The Senate has mandated its Committee on Drugs, Narcotics and Financial Crimes to investigate the alleged deployment of 2,000 untrained armed bearing recruits of the National Drug Law Enforcement Agency (NDLEA) across the country.

It then directed the NDLEA to immediately withdraw such recruits deployed to the offices of the agency across the country.

The Senate directive is sequel to a motion moved by a Senator, Heineken Lopkobiri, on the deployment of recruits of the NDLEA without training.

He noted the sensitive role of the agency required that its personnel be trained and retrained in basic and modern drug law enforcement and security management.

“NDLEA personnel should not only be trained in basic law enforcement but be trained and retrained in contemporary drug law enforcement and security management.

“Nigeria and Nigerians would be at grave risk in the deployment of untrained persons in a drug law enforcement agency,” he said.
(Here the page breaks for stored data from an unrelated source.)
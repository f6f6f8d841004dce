use std::sync::atomic::{AtomicUsize, Ordering};
use std::sync::Arc;

use actix_http::Request;
use actix_web::{
    dev::{Service, ServiceResponse},
    test, web, App, Error,
};
use async_trait::async_trait;
use completion_client::{
    CompletionClient, CompletionClientTrait, CompletionError, CompletionParams, Config, Message,
};
use serde_json::json;
use wiremock::{
    matchers::{method, path},
    Mock, MockServer, ResponseTemplate,
};

use web_service::config::ServiceConfig;
use web_service::server::{app_config, AppState};

const COMPLETION_ENDPOINTS: [&str; 4] = [
    "/api/v1/openai/summary",
    "/api/v1/openai/paragraph",
    "/api/v1/openai/chatbot",
    "/api/v1/openai/js-converter",
];

/// Matches upstream requests whose JSON body contains the given fragment.
struct BodyContains(&'static str);

impl wiremock::Match for BodyContains {
    fn matches(&self, request: &wiremock::Request) -> bool {
        String::from_utf8_lossy(&request.body).contains(self.0)
    }
}

/// Trait-level mock that records how often the adapter was invoked.
#[derive(Default)]
struct CountingClient {
    calls: AtomicUsize,
}

#[async_trait]
impl CompletionClientTrait for CountingClient {
    async fn complete(
        &self,
        _messages: &[Message],
        _params: CompletionParams,
    ) -> Result<String, CompletionError> {
        self.calls.fetch_add(1, Ordering::SeqCst);
        Ok("mock content".to_string())
    }
}

async fn init_app(
    client: Arc<dyn CompletionClientTrait>,
    service_config: ServiceConfig,
) -> impl Service<Request, Response = ServiceResponse, Error = Error> {
    let app_state = web::Data::new(AppState {
        completion_client: client,
    });
    test::init_service(
        App::new()
            .app_data(app_state)
            .configure(app_config(service_config)),
    )
    .await
}

/// Full relay chain: real `CompletionClient` pointed at a wiremock upstream.
async fn setup_relay() -> (
    impl Service<Request, Response = ServiceResponse, Error = Error>,
    MockServer,
) {
    let mock_server = MockServer::start().await;
    let config = Config {
        api_key: Some("sk-test".to_string()),
        api_base: mock_server.uri(),
        model: "deepseek-chat".to_string(),
        timeout_secs: 5,
        max_concurrent_requests: 4,
    };
    let client: Arc<dyn CompletionClientTrait> =
        Arc::new(CompletionClient::new(config).unwrap());
    let app = init_app(client, ServiceConfig::default()).await;
    (app, mock_server)
}

fn post_text(uri: &str, text: &str) -> Request {
    test::TestRequest::post()
        .uri(uri)
        .set_json(json!({ "text": text }))
        .to_request()
}

#[actix_web::test]
async fn success_returns_bare_content_for_every_capability() {
    let (app, mock_server) = setup_relay().await;

    Mock::given(method("POST"))
        .and(path("/chat/completions"))
        .respond_with(ResponseTemplate::new(200).set_body_json(json!({
            "choices": [{"message": {"role": "assistant", "content": "relayed content"}}]
        })))
        .expect(4)
        .mount(&mock_server)
        .await;

    for endpoint in COMPLETION_ENDPOINTS {
        let resp = test::call_service(&app, post_text(endpoint, "hello")).await;
        assert_eq!(resp.status(), 200, "endpoint {endpoint}");
        let body: String = test::read_body_json(resp).await;
        assert_eq!(body, "relayed content", "endpoint {endpoint}");
    }
}

#[actix_web::test]
async fn upstream_429_maps_to_429_for_every_capability() {
    let (app, mock_server) = setup_relay().await;

    Mock::given(method("POST"))
        .and(path("/chat/completions"))
        .respond_with(ResponseTemplate::new(429))
        .mount(&mock_server)
        .await;

    for endpoint in COMPLETION_ENDPOINTS {
        let resp = test::call_service(&app, post_text(endpoint, "hello")).await;
        assert_eq!(resp.status(), 429, "endpoint {endpoint}");
        let body: serde_json::Value = test::read_body_json(resp).await;
        let message = body["message"].as_str().unwrap();
        assert!(message.contains("rate limit"), "endpoint {endpoint}: {message}");
    }
}

#[actix_web::test]
async fn empty_text_returns_400_without_calling_upstream() {
    let counting = Arc::new(CountingClient::default());
    let app = init_app(counting.clone(), ServiceConfig::default()).await;

    for endpoint in COMPLETION_ENDPOINTS {
        let resp = test::call_service(&app, post_text(endpoint, "")).await;
        assert_eq!(resp.status(), 400, "endpoint {endpoint}");
        let body: serde_json::Value = test::read_body_json(resp).await;
        assert_eq!(body["message"], "Invalid input", "endpoint {endpoint}");
    }

    assert_eq!(counting.calls.load(Ordering::SeqCst), 0);
}

#[actix_web::test]
async fn malformed_bodies_return_400_without_calling_upstream() {
    let counting = Arc::new(CountingClient::default());
    let app = init_app(counting.clone(), ServiceConfig::default()).await;

    // Missing text field
    let req = test::TestRequest::post()
        .uri("/api/v1/openai/chatbot")
        .set_json(json!({ "prompt": "hi" }))
        .to_request();
    let resp = test::call_service(&app, req).await;
    assert_eq!(resp.status(), 400);
    let body: serde_json::Value = test::read_body_json(resp).await;
    assert_eq!(body["message"], "Invalid input");

    // Non-string text
    let req = test::TestRequest::post()
        .uri("/api/v1/openai/chatbot")
        .set_json(json!({ "text": 42 }))
        .to_request();
    let resp = test::call_service(&app, req).await;
    assert_eq!(resp.status(), 400);

    assert_eq!(counting.calls.load(Ordering::SeqCst), 0);
}

#[actix_web::test]
async fn missing_content_returns_500_not_200() {
    let (app, mock_server) = setup_relay().await;

    Mock::given(method("POST"))
        .and(path("/chat/completions"))
        .respond_with(ResponseTemplate::new(200).set_body_json(json!({
            "choices": [{"message": {"role": "assistant"}}]
        })))
        .mount(&mock_server)
        .await;

    let resp = test::call_service(&app, post_text("/api/v1/openai/summary", "hello")).await;
    assert_eq!(resp.status(), 500);
    let body: serde_json::Value = test::read_body_json(resp).await;
    assert_eq!(body["message"], "Failed to summarize text");
}

#[actix_web::test]
async fn upstream_error_message_is_relayed() {
    let (app, mock_server) = setup_relay().await;

    Mock::given(method("POST"))
        .and(path("/chat/completions"))
        .respond_with(ResponseTemplate::new(400).set_body_json(json!({
            "error": {"message": "quota exhausted"}
        })))
        .mount(&mock_server)
        .await;

    let resp = test::call_service(&app, post_text("/api/v1/openai/js-converter", "hi")).await;
    assert_eq!(resp.status(), 500);
    let body: serde_json::Value = test::read_body_json(resp).await;
    assert_eq!(body["message"], "quota exhausted");
}

#[actix_web::test]
async fn concurrent_requests_resolve_independently() {
    let (app, mock_server) = setup_relay().await;

    Mock::given(method("POST"))
        .and(path("/chat/completions"))
        .and(BodyContains("Summarize this: first"))
        .respond_with(ResponseTemplate::new(200).set_body_json(json!({
            "choices": [{"message": {"role": "assistant", "content": "first summary"}}]
        })))
        .mount(&mock_server)
        .await;

    Mock::given(method("POST"))
        .and(path("/chat/completions"))
        .and(BodyContains("Summarize this: second"))
        .respond_with(ResponseTemplate::new(200).set_body_json(json!({
            "choices": [{"message": {"role": "assistant", "content": "second summary"}}]
        })))
        .mount(&mock_server)
        .await;

    let (resp_a, resp_b) = tokio::join!(
        test::call_service(&app, post_text("/api/v1/openai/summary", "first")),
        test::call_service(&app, post_text("/api/v1/openai/summary", "second")),
    );

    let body_a: String = test::read_body_json(resp_a).await;
    let body_b: String = test::read_body_json(resp_b).await;
    assert_eq!(body_a, "first summary");
    assert_eq!(body_b, "second summary");
}

#[actix_web::test]
async fn auth_gate_rejects_missing_and_wrong_tokens() {
    let counting = Arc::new(CountingClient::default());
    let service_config = ServiceConfig {
        auth_token: Some("secret".to_string()),
    };
    let app = init_app(counting.clone(), service_config).await;

    let resp = test::call_service(&app, post_text("/api/v1/openai/summary", "hello")).await;
    assert_eq!(resp.status(), 401);
    let body: serde_json::Value = test::read_body_json(resp).await;
    assert_eq!(body["message"], "Unauthorized");

    let req = test::TestRequest::post()
        .uri("/api/v1/openai/summary")
        .insert_header(("Authorization", "Bearer wrong"))
        .set_json(json!({ "text": "hello" }))
        .to_request();
    let resp = test::call_service(&app, req).await;
    assert_eq!(resp.status(), 401);

    assert_eq!(counting.calls.load(Ordering::SeqCst), 0);
}

#[actix_web::test]
async fn auth_gate_passes_the_configured_token() {
    let counting = Arc::new(CountingClient::default());
    let service_config = ServiceConfig {
        auth_token: Some("secret".to_string()),
    };
    let app = init_app(counting.clone(), service_config).await;

    let req = test::TestRequest::post()
        .uri("/api/v1/openai/summary")
        .insert_header(("Authorization", "Bearer secret"))
        .set_json(json!({ "text": "hello" }))
        .to_request();
    let resp = test::call_service(&app, req).await;
    assert_eq!(resp.status(), 200);
    let body: String = test::read_body_json(resp).await;
    assert_eq!(body, "mock content");
    assert_eq!(counting.calls.load(Ordering::SeqCst), 1);
}

#[actix_web::test]
async fn health_stays_open_when_gate_is_enabled() {
    let counting = Arc::new(CountingClient::default());
    let service_config = ServiceConfig {
        auth_token: Some("secret".to_string()),
    };
    let app = init_app(counting, service_config).await;

    let req = test::TestRequest::get().uri("/api/v1/health").to_request();
    let resp = test::call_service(&app, req).await;
    assert_eq!(resp.status(), 200);
}
pub mod api;
pub mod client_trait;
pub mod config;
pub mod error;

pub use api::client::CompletionClient;
pub use api::models::{CompletionParams, Message};
pub use client_trait::CompletionClientTrait;
pub use config::{Config, ConfigError};
pub use error::{ClientBuildError, CompletionError};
The Chairman of Senate Committee on Drugs, Narcotics and Financial Crimes, Victor Lar, said the level of underfunding of the NDLEA in the last four years calls for serious concern.

“The pathetic plight of the NDLEA has reached a stage, where we need to establish a national disaster plan to revive the agency.

“In the last four years, not a dime has been given to the NDLEA Training School in Jos. There is no insurance cover for the personnel engaged in hazardous duties,” he said.

Another senator, Dahiru Kuta, urged the government to review its budgetary process with a view to providing fixed allocation to its agencies.

“The NDLEA is understaffed and cannot cover all the nooks and crannies of the country.

“It’s important that the government of the day reviews its budgetary process. The Senate should make appropriate budgetary allocations to those agencies that perform unique duties.

In the same vein, Nkechi Nwaogu, another senator, said the deplorable state of the NDLEA is an indictment on the legislature for abdicating its power of making appropriations to the executive arm of government.

“Recently, our budget has become mere rubber stamping of executive proposals by the National Assembly. This is unfortunate.

“I call on us to take back our responsibility of appropriating funds for government agencies as provided for in the constitution,” she said.

Furthermore, Ahmed Lawan urged the Senate to carry out its oversight functions with seriousness. He also called on the senate to provide adequate funding through supplementary budget to agencies, whose functions were crucial to the nation’s development.

“It’s an indictment of the Executive and also an indictment of the Legislature.

“We must take our oversight functions very seriously. If we had done that we would have discovered that no funds were provided for training over the years.

Hope Uzodinma, a senator representing Imo State urged the Senate to address the problem of underfunding affecting the agency.

“I urge the Senate to do whatever is necessary to ensure proper funding for NDLEA, which is an agency that mirrors Nigeria’s image abroad. To provide arms to an untrained person amounts to arming a robber or even a bomber,” he added.

The Deputy Senate President, Ike Ekweremadu, who presided over Thursday’s Plenary, said the training of NDLEA personnel is a crucial element for effective performance.

“The essence of training cannot be over-emphasised. It is essential to train these personnel to equip them with the capacity to detect illicit drugs and enforcement of drug laws.” Mr. Ekweremadu said.